◆ Data extract
[Start of Attachment]

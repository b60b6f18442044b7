pub mod actor;
pub mod actor_critic;
pub mod critic;
pub mod error;
pub mod optimizer;
pub mod sequential;
pub mod tensors;

use sequential::Activation;
use serde::{Deserialize, Serialize};

/// Shape of the actor and critic networks. Both use the same hidden layers.
#[derive(Debug, Clone, PartialEq, Serialize, Deserialize)]
#[serde(default)]
pub struct ModelConfig {
    pub hidden_size: Vec<usize>,
    pub activation: Activation,
}

impl Default for ModelConfig {
    fn default() -> Self {
        Self {
            hidden_size: vec![64, 64],
            activation: Activation::Tanh,
        }
    }
}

[End of Attachment]

◆ Exercise
Reproduce the line that contains "pub mod actor;" and each line after it through the last line of the entries above, exactly; leave out all earlier lines.

◆ Response box
pub mod actor;
pub mod actor_critic;
pub mod critic;
pub mod error;
pub mod optimizer;
pub mod sequential;
pub mod tensors;

use sequential::Activation;
use serde::{Deserialize, Serialize};

/// Shape of the actor and critic networks. Both use the same hidden layers.
#[derive(Debug, Clone, PartialEq, Serialize, Deserialize)]
#[serde(default)]
pub struct ModelConfig {
    pub hidden_size: Vec<usize>,
    pub activation: Activation,
}

impl Default for ModelConfig {
    fn default() -> Self {
        Self {
            hidden_size: vec![64, 64],
            activation: Activation::Tanh,
        }
    }
}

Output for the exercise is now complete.